IF you have set AutoReset = true; then your theory 1 is true, otherwise you would have to deal with it in code – see the docuementation for Timer on MSDN.
I am connecting to a mysql database online from my local C# .NET Winform application. I want that till the application connects to the online database, a Progress Bar is displayed , and as soon as the database connection is established, the progress bar should also complete incrementing.
please help with code.
how do i get the time taken by the application to connect to the online database , and then set that time as INTERVAL for the progress bar?
Why don't you change ProgressBar Style to marque a line before Query Start's Execution ,than on end you can Change ProgressBar Style in Block's and Give Progressbar.Value = 100; .
If i read that correctly, you would like to have a progress bar continually fill over and over until a connection with the database is established (since it is unknown how long a connection could take prior to completion)
If this is the case you can use a timer/backgroundworker to do this pretty easy.
Sudo code:
Timer a= new Timer();
a.Tick += TickMethod;
a.interval = 2;
BackgroundWorker b = new BackgroundWorker();
b.DoWork += BackgroundMethod();
b.WorkComplete += WorkDone();
void Start()
{
a.Start();
b.RunAsync();
}
void TickMethod()
{
if(progressBar.Value == progressBar.Max)
progressBar.Value = 0;
progresssBar.Step();
}
void BackgroundMethod(object s, Args e)
{
MakeConnection();
}
void WorkDone()
{
a.Stop();
progressBar.Value = progressBar.Max();
}
I'm sorry if thats not what you are looking for.
The "proper" way to use a progress bar for an operation that will take an indetermine time is to set it into Marquee mode.

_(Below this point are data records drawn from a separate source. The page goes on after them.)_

// Copyright 2024 The Matrix.org Foundation C.I.C.
//
// Licensed under the Apache License, Version 2.0 (the "License");
// you may not use this file except in compliance with the License.
// You may obtain a copy of the License at
//
//     http://www.apache.org/licenses/LICENSE-2.0
//
// Unless required by applicable law or agreed to in writing, software
// distributed under the License is distributed on an "AS IS" BASIS,
// WITHOUT WARRANTIES OR CONDITIONS OF ANY KIND, either express or implied.
// See the License for the specific language governing permissions and
// limitations under the License.

//! `xmpp:` URIs carrying a trust message, usually scanned from a QR code.
//!
//! ```text
//! xmpp:alice@example.org?trust-message;encryption=urn:xmpp:omemo:2;trust=6850019d;distrust=...
//! ```

use std::{fmt, str::FromStr};

use percent_encoding::{percent_decode_str, utf8_percent_encode, AsciiSet, CONTROLS};
use thiserror::Error;
use url::Url;

use crate::types::KeyId;

const SCHEME: &str = "xmpp";
const QUERY_TYPE: &str = "trust-message";

const JID_ENCODE_SET: &AsciiSet =
    &CONTROLS.add(b' ').add(b'"').add(b'#').add(b'%').add(b'<').add(b'>').add(b'?').add(b'`');
const VALUE_ENCODE_SET: &AsciiSet = &JID_ENCODE_SET.add(b'&').add(b';').add(b'=');

/// Error type for the parsing of a [`TrustMessageUri`].
#[derive(Debug, Error)]
pub enum UriError {
    /// The string isn't a valid URI at all.
    #[error("the trust message URI could not be parsed: {0}")]
    UrlParse(#[from] url::ParseError),
    /// The URI doesn't use the `xmpp` scheme.
    #[error("the trust message URI has an unexpected scheme, expected xmpp, got {0}")]
    WrongScheme(String),
    /// The URI has no query.
    #[error("the trust message URI is missing its query")]
    MissingQuery,
    /// The query of the URI isn't a trust message query.
    #[error("the URI query is not a trust message query, got {0:?}")]
    WrongQueryType(String),
    /// The query doesn't name the encryption protocol of the keys.
    #[error("the trust message URI is missing the encryption parameter")]
    MissingEncryption,
    /// A component of the URI isn't valid percent-encoded UTF-8.
    #[error("the trust message URI contains invalid UTF-8: {0}")]
    InvalidUtf8(#[from] std::str::Utf8Error),
    /// A key ID isn't valid hex.
    #[error("a key ID of the trust message URI isn't valid hex: {0}")]
    InvalidKeyId(#[from] hex::FromHexError),
}

/// A trust message encoded as an `xmpp:` URI.
///
/// Key IDs are transported as lowercase hex.
#[derive(Clone, Debug, Default, PartialEq, Eq)]
pub struct TrustMessageUri {
    /// The JID of the key owner.
    pub jid: String,
    /// The namespace of the encryption protocol the keys belong to.
    pub encryption: String,
    /// The IDs of the keys to authenticate.
    pub trust_key_ids: Vec<KeyId>,
    /// The IDs of the keys to distrust.
    pub distrust_key_ids: Vec<KeyId>,
}

fn decode(component: &str) -> Result<String, UriError> {
    Ok(percent_decode_str(component).decode_utf8()?.into_owned())
}

impl TrustMessageUri {
    /// Parse a trust message URI.
    pub fn parse(uri: &str) -> Result<Self, UriError> {
        let url = Url::parse(uri.trim())?;

        if url.scheme() != SCHEME {
            return Err(UriError::WrongScheme(url.scheme().to_owned()));
        }

        let query = url.query().ok_or(UriError::MissingQuery)?;
        let mut items = query.split(';');

        let query_type = items.next().unwrap_or_default();
        if query_type != QUERY_TYPE {
            return Err(UriError::WrongQueryType(decode(query_type)?));
        }

        let mut parsed = TrustMessageUri { jid: decode(url.path())?, ..Default::default() };
        let mut encryption = None;

        for item in items {
            let (key, value) = item.split_once('=').unwrap_or((item, ""));
            let value = decode(value)?;

            match key {
                "encryption" => encryption = Some(value),
                "trust" => parsed.trust_key_ids.push(KeyId::from_hex(&value)?),
                "distrust" => parsed.distrust_key_ids.push(KeyId::from_hex(&value)?),
                _ => {}
            }
        }

        parsed.encryption = encryption.ok_or(UriError::MissingEncryption)?;

        Ok(parsed)
    }
}

impl FromStr for TrustMessageUri {
    type Err = UriError;

    fn from_str(s: &str) -> Result<Self, Self::Err> {
        Self::parse(s)
    }
}

impl fmt::Display for TrustMessageUri {
    fn fmt(&self, f: &mut fmt::Formatter<'_>) -> fmt::Result {
        write!(
            f,
            "{SCHEME}:{}?{QUERY_TYPE};encryption={}",
            utf8_percent_encode(&self.jid, JID_ENCODE_SET),
            utf8_percent_encode(&self.encryption, VALUE_ENCODE_SET)
        )?;

        for key_id in &self.trust_key_ids {
            write!(f, ";trust={}", key_id.to_hex())?;
        }

        for key_id in &self.distrust_key_ids {
            write!(f, ";distrust={}", key_id.to_hex())?;
        }

        Ok(())
    }
}

#[cfg(test)]
mod tests {
    use assert_matches2::{assert_let, assert_matches};
    use similar_asserts::assert_eq;

    use super::{TrustMessageUri, UriError};
    use crate::{trust_message::NS_OMEMO_2, types::KeyId};

    const URI: &str = "xmpp:alice@example.org?trust-message;encryption=urn:xmpp:omemo:2;\
                       trust=6850019d;trust=221a4f8e;distrust=b2c1";

    #[test]
    fn test_parse_uri() {
        let uri: TrustMessageUri = URI.parse().unwrap();

        assert_eq!(uri.jid, "alice@example.org");
        assert_eq!(uri.encryption, NS_OMEMO_2);
        assert_eq!(
            uri.trust_key_ids,
            vec![KeyId::from(b"\x68\x50\x01\x9d"), KeyId::from(b"\x22\x1a\x4f\x8e")]
        );
        assert_eq!(uri.distrust_key_ids, vec![KeyId::from(b"\xb2\xc1")]);
        assert_eq!(uri.to_string(), URI);
    }

    #[test]
    fn test_percent_encoded_values() {
        let uri = TrustMessageUri::parse(
            "xmpp:alice@example.org?trust-message;encryption=urn%3Aexample%3Bweird%3Dns",
        )
        .unwrap();

        assert_eq!(uri.encryption, "urn:example;weird=ns");
        assert!(uri.trust_key_ids.is_empty());
        assert_eq!(
            uri.to_string(),
            "xmpp:alice@example.org?trust-message;encryption=urn:example%3Bweird%3Dns"
        );
    }

    #[test]
    fn test_invalid_uris() {
        assert_matches!(TrustMessageUri::parse("not a uri"), Err(UriError::UrlParse(_)));

        assert_let!(
            Err(UriError::WrongScheme(scheme)) =
                TrustMessageUri::parse("https://example.org?trust-message;encryption=e")
        );
        assert_eq!(scheme, "https");

        assert_matches!(
            TrustMessageUri::parse("xmpp:alice@example.org"),
            Err(UriError::MissingQuery)
        );

        assert_let!(
            Err(UriError::WrongQueryType(query_type)) =
                TrustMessageUri::parse("xmpp:alice@example.org?message;body=hi")
        );
        assert_eq!(query_type, "message");

        assert_matches!(
            TrustMessageUri::parse("xmpp:alice@example.org?trust-message;trust=6850019d"),
            Err(UriError::MissingEncryption)
        );
        assert_matches!(
            TrustMessageUri::parse("xmpp:alice@example.org?trust-message;encryption=e;trust=xyz"),
            Err(UriError::InvalidKeyId(_))
        );
    }
}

This shows the bar with an animated "shine" effect to show that something is happening, but does not show an actual progress bar (as you don't know how long it will take, you can't estimate a percentage complete). Once you have connected, you can then set the progressbar's Value to its Max so that it moves to 100%.
An alternative approach was used in some versions of IE while fetching web pages. This showed a progress bar that slowly incremented towards 100% over a long period (a predetermined time frame long enough to cover the worst case scenario - e.g. in your case you might choose 30 seconds as that is often the timeout period used to fail a connection anyway). When the connection is finally made, you then advance the bar to 100%. THis gives the impression of progress being made while you're waiting, and as long as your estimate of the worst case scenarion is reasonable, this will give good results.
However, note that .net progress bars don't jump immediately to a new value - they animate so as to "grow" towards the requested value, so if it has to go from 0% to 100% it will take a second or two before it actually displays 100%. This can mean that (for example) your window closes while the progress bar is only showing a value like 20%, which is highly irritating as it makes the user think that it failed in some way. There are two solutions to this:
1) Make your application pause (e.g. Sleep the thread) for a "long enough period" that you are sure the progress bar will reach 100%. This adds an extra delay of several seconds to the end of your operation, and the time needed can be rather unpredictable, so it's not a great solution, especially if the database fetch is often quick.
2) Force the progress bar to "jump" to 100% rather than slowly growing towards 100%. You can do this by setting Value = Max; Value = Max-1; Value = Max. When the progress bar is asked to go "backwards" in this way (to Max-1) it doesn't animate, but immediately updates to show the requested value.